Thank God my mother (again, not you, you’re not my mother even though I have half your DNA), was watching. Thank God she saw how neglectful you were, took pity on me. Recognized that you were too wrapped up in your own selfish desires to be a fit mother. That you would starve me of love and attention the way you’ve since starved your other children. And she wanted to stop me from becoming a carbon copy of you: a vain, self-absorbed slut. A man-eater who seduces other women’s men; men who should have stayed true to women who would have gone to the ends of the earth for them. She saved me while I was still young enough to be saved, before I became indoctrinated with your mindset, with your immoral lifestyl
e. The day she took me was the most fortunate day of my life, and I am so grateful to her. She raised me to be a kind and considerate person, despite her shitty childhood, and I respect her for that. She is someone who always wanted children, who always puts her family and friends first. Someone who’ll do anything to protect them, loyal to the last. She is the best person I know, and I am so lucky that she is my mother, and not you.
When she told me what happened, what kind of a person you were – still are, in fact – it hurt badly, I won’t lie. But I soon came to understand and appreciate why she told me. She didn’t want to lie to me the way you have lied to so many people over the years. And I empathize with her desire to hurt you. Because I want to hurt you too. And that is why I am going to help her achieve that.
I really don’t know how you can live with yourself. You’ve enlisted yet another shrink hoping somehow she’ll be different. But the fact is, no amount of counselling can absolve you from what you did.
You need to learn your lesson, Christine. You might think you’ve suffered enough, but you haven’t. You need to suffer more and you need to come clean so the world will finally see your true colours and justice can be served.

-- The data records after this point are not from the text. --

//! Disk targets: fixed hard disk, removable disk, magneto-optical
//!
//! The three classes share the block command set entirely; they differ
//! only in the removable bit, the media lifecycle and their INQUIRY
//! identity, all of which the shared dispatcher derives from the class.

use anyhow::{bail, Result};

use super::{unknown_opcode, DeviceClass, LogicalUnit, UnitCmdResult, UnitCore};
use crate::image::ImageHandle;

pub struct ScsiDisk {
    core: UnitCore,
}

impl ScsiDisk {
    pub fn new(class: DeviceClass, id: u8, lun: u8) -> Result<Self> {
        if !matches!(class, DeviceClass::Hd | DeviceClass::Rm | DeviceClass::Mo) {
            bail!("Not a disk class: {class}");
        }
        Ok(Self {
            core: UnitCore::new(class, id, lun),
        })
    }

    pub fn with_image(
        class: DeviceClass,
        id: u8,
        lun: u8,
        image: Box<dyn ImageHandle>,
    ) -> Result<Self> {
        let mut disk = Self::new(class, id, lun)?;
        disk.core.image = Some(image);
        Ok(disk)
    }
}

impl LogicalUnit for ScsiDisk {
    fn core(&self) -> &UnitCore {
        &self.core
    }

    fn core_mut(&mut self) -> &mut UnitCore {
        &mut self.core
    }

    fn specific_cmd(&mut self, cdb: &[u8], _outdata: Option<&[u8]>) -> Result<UnitCmdResult> {
        unknown_opcode(self, cdb[0])
    }
}

#[cfg(test)]
mod tests {
    use super::*;
    use crate::bus::StatusCode;
    use crate::image::{open_image, probe_geometry, AccessMode};
    use crate::targets::sense::SenseKey;
    use std::fs;

    fn disk_with_image(blocks: usize) -> (tempfile::TempDir, ScsiDisk) {
        let dir = tempfile::tempdir().unwrap();
        let path = dir.path().join("test.hds");
        fs::write(&path, vec![0u8; 512 * blocks]).unwrap();
        let g = probe_geometry(&path, 512).unwrap();
        let img = open_image(&path, g, AccessMode::Raw).unwrap();
        let disk = ScsiDisk::with_image(DeviceClass::Hd, 0, 0, img).unwrap();
        (dir, disk)
    }

    #[test]
    fn test_unit_ready_with_media() {
        let (_dir, mut disk) = disk_with_image(16);
        let res = disk.cmd(&[0x00, 0, 0, 0, 0, 0], None).unwrap();
        assert!(matches!(
            res,
            UnitCmdResult::Status(StatusCode::Good)
        ));
    }

    #[test]
    fn test_unit_ready_without_media() {
        let mut disk = ScsiDisk::new(DeviceClass::Rm, 0, 0).unwrap();
        let res = disk.cmd(&[0x00, 0, 0, 0, 0, 0], None).unwrap();
        assert!(matches!(
            res,
            UnitCmdResult::Status(StatusCode::CheckCondition)
        ));
        assert_eq!(disk.core().sense.key, SenseKey::NotReady);
    }

    #[test]
    fn inquiry_identity() {
        let (_dir, mut disk) = disk_with_image(16);
        let UnitCmdResult::DataIn(data) = disk.cmd(&[0x12, 0, 0, 0, 0xFF, 0], None).unwrap()
        else {
            panic!("expected data");
        };
        assert_eq!(data.len(), 36);
        assert_eq!(data[0], 0x00);
        assert_eq!(data[1], 0x00);
        assert_eq!(data[2], 0x05);
        assert_eq!(data[3], 0x02);
        assert_eq!(data[4], 0x1F);
        assert_eq!(&data[8..16], b"SLATE   ");
    }

    #[test]
    fn removable_bit_set_for_removable_classes() {
        let mut disk = ScsiDisk::new(DeviceClass::Mo, 0, 0).unwrap();
        let UnitCmdResult::DataIn(data) = disk.cmd(&[0x12, 0, 0, 0, 36, 0], None).unwrap() else {
            panic!("expected data");
        };
        assert_eq!(data[0], 0x07);
        assert_eq!(data[1], 0x80);
    }

    #[test]
    fn read_capacity_reports_last_lba() {
        let (_dir, mut disk) = disk_with_image(16);
        let UnitCmdResult::DataIn(data) = disk.cmd(&[0x25, 0, 0, 0, 0, 0, 0, 0, 0, 0], None).unwrap()
        else {
            panic!("expected data");
        };
        assert_eq!(&data[0..4], &15u32.to_be_bytes());
        assert_eq!(&data[4..8], &512u32.to_be_bytes());
    }

    #[test]
    fn read10_setup_and_bounds() {
        let (_dir, mut disk) = disk_with_image(16);

        let res = disk
            .cmd(&[0x28, 0, 0, 0, 0, 0, 0, 0, 1, 0], None)
            .unwrap();
        assert!(matches!(
            res,
            UnitCmdResult::ReadBlocks { lba: 0, count: 1 }
        ));

        // Zero transfer length completes without data
        let res = disk
            .cmd(&[0x28, 0, 0, 0, 0, 0, 0, 0, 0, 0], None)
            .unwrap();
        assert!(matches!(res, UnitCmdResult::Status(StatusCode::Good)));

        // Out of range
        let res = disk
            .cmd(&[0x28, 0, 0, 0, 0, 16, 0, 0, 1, 0], None)
            .unwrap();
        assert!(matches!(
            res,
            UnitCmdResult::Status(StatusCode::CheckCondition)
        ));
        assert_eq!(disk.core().sense.key, SenseKey::IllegalRequest);
        assert_eq!(disk.core().sense.asc, 0x2100);
    }

    #[test]
    fn read6_zero_length_means_256() {
        let (_dir, mut disk) = disk_with_image(512);
        let res = disk.cmd(&[0x08, 0, 0, 0, 0, 0], None).unwrap();
        assert!(matches!(
            res,
            UnitCmdResult::ReadBlocks { lba: 0, count: 256 }
        ));
    }

    #[test]
    fn write_protected_disk_rejects_writes() {
        let (_dir, mut disk) = disk_with_image(16);
        disk.core_mut().protected = true;
        let res = disk
            .cmd(&[0x2A, 0, 0, 0, 0, 0, 0, 0, 1, 0], None)
            .unwrap();
        assert!(matches!(
            res,
            UnitCmdResult::Status(StatusCode::CheckCondition)
        ));
        assert_eq!(disk.core().sense.key, SenseKey::DataProtect);
    }

    #[test]
    fn unknown_opcode_sets_sense() {
        let (_dir, mut disk) = disk_with_image(16);
        let res = disk.cmd(&[0x3C, 0, 0, 0, 0, 0, 0, 0, 0, 0], None).unwrap();
        assert!(matches!(
            res,
            UnitCmdResult::Status(StatusCode::CheckCondition)
        ));
        assert_eq!(disk.core().sense.key, SenseKey::IllegalRequest);
        assert_eq!(disk.core().sense.asc, 0x2000);
    }

    #[test]
    fn sense_cleared_by_next_command() {
        let (_dir, mut disk) = disk_with_image(16);
        disk.cmd(&[0x3C, 0, 0, 0, 0, 0, 0, 0, 0, 0], None).unwrap();
        assert_eq!(disk.core().sense.key, SenseKey::IllegalRequest);

        disk.cmd(&[0x00, 0, 0, 0, 0, 0], None).unwrap();
        assert!(disk.core().sense.is_clear());
    }

    #[test]
    fn request_sense_reports_and_clears() {
        let (_dir, mut disk) = disk_with_image(16);
        disk.cmd(&[0x3C, 0, 0, 0, 0, 0, 0, 0, 0, 0], None).unwrap();

        let UnitCmdResult::DataIn(data) = disk.cmd(&[0x03, 0, 0, 0, 18, 0], None).unwrap() else {
            panic!("expected sense data");
        };
        assert_eq!(data[2], 0x05);
        assert_eq!(data[12], 0x20);
        assert!(disk.core().sense.is_clear());
    }

    #[test]
    fn unit_attention_reported_once() {
        let (_dir, mut disk) = disk_with_image(16);
        disk.reset();

        // INQUIRY passes through without touching the attention
        let res = disk.cmd(&[0x12, 0, 0, 0, 36, 0], None).unwrap();
        assert!(matches!(res, UnitCmdResult::DataIn(_)));

        // First other command reports it
        let res = disk.cmd(&[0x00, 0, 0, 0, 0, 0], None).unwrap();
        assert!(matches!(
            res,
            UnitCmdResult::Status(StatusCode::CheckCondition)
        ));
        assert_eq!(disk.core().sense.key, SenseKey::UnitAttention);
        assert_eq!(disk.core().sense.asc, 0x2900);

        // And it is gone afterwards
        let res = disk.cmd(&[0x00, 0, 0, 0, 0, 0], None).unwrap();
        assert!(matches!(res, UnitCmdResult::Status(StatusCode::Good)));
    }

    #[test]
    fn mode_sense_pages() {
        let (_dir, mut disk) = disk_with_image(16);

        // Single page
        let UnitCmdResult::DataIn(data) = disk.cmd(&[0x1A, 0, 0x01, 0, 0xFF, 0], None).unwrap()
        else {
            panic!("expected data");
        };
        // Header + block descriptor + page
        assert_eq!(data[3], 8);
        assert_eq!(data[4 + 8], 0x01);
        assert_eq!(data[0] as usize, data.len() - 1);

        // All pages
        let UnitCmdResult::DataIn(all) = disk.cmd(&[0x1A, 0, 0x3F, 0, 0xFF, 0], None).unwrap()
        else {
            panic!("expected data");
        };
        assert!(all.len() > data.len());

        // Unsupported page
        let res = disk.cmd(&[0x1A, 0, 0x19, 0, 0xFF, 0], None).unwrap();
        assert!(matches!(
            res,
            UnitCmdResult::Status(StatusCode::CheckCondition)
        ));
    }

    #[test]
    fn mode_sense_apple_vendor_page() {
        let (_dir, mut disk) = disk_with_image(16);
        let UnitCmdResult::DataIn(data) = disk.cmd(&[0x1A, 0x08, 0x30, 0, 0xFF, 0], None).unwrap()
        else {
            panic!("expected data");
        };
        // DBD set: page follows the 4-byte header directly
        assert_eq!(data[4], 0x30);
        assert_eq!(&data[6..12], b"APPLE ");
    }
}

I am alive, but the most glorious part is that you have no idea. You will soon, though. And I can’t wait to see the look on your face, Mummy dearest, when I reveal myself to you.
Chapter Four
Christine
Now
I lie flat on Dr Cousins’ couch and try to relax my shoulders which are tense and knotted from anxiety, and the intensive weight training which, over the years since you disappeared, has rendered my body unrecognizable from how it was before. Of course, when I fell pregnant with Ella and Daniel I had to ease up. Which was tough. It didn’t sit well with my need for control. But even then, I still hit the gym up to thirty weeks gone. It was selfish of me, and it stressed the hell out of Greg. But I didn’t care. It was that or go insane. Gone are my fulsome breasts and generous curves, the rounded hips and loose tummy flesh which should serve as proud marks of childbirth. Instead, my arms are long and stringy, my biceps protrude through my close-fitting turtle-neck jumper like Cox’s apples, my chest is flat like a prepubescent boy’s, my hips are straight and bony, my stomach hard and steel-like, the result of one thousand crunches a day and relentless planks.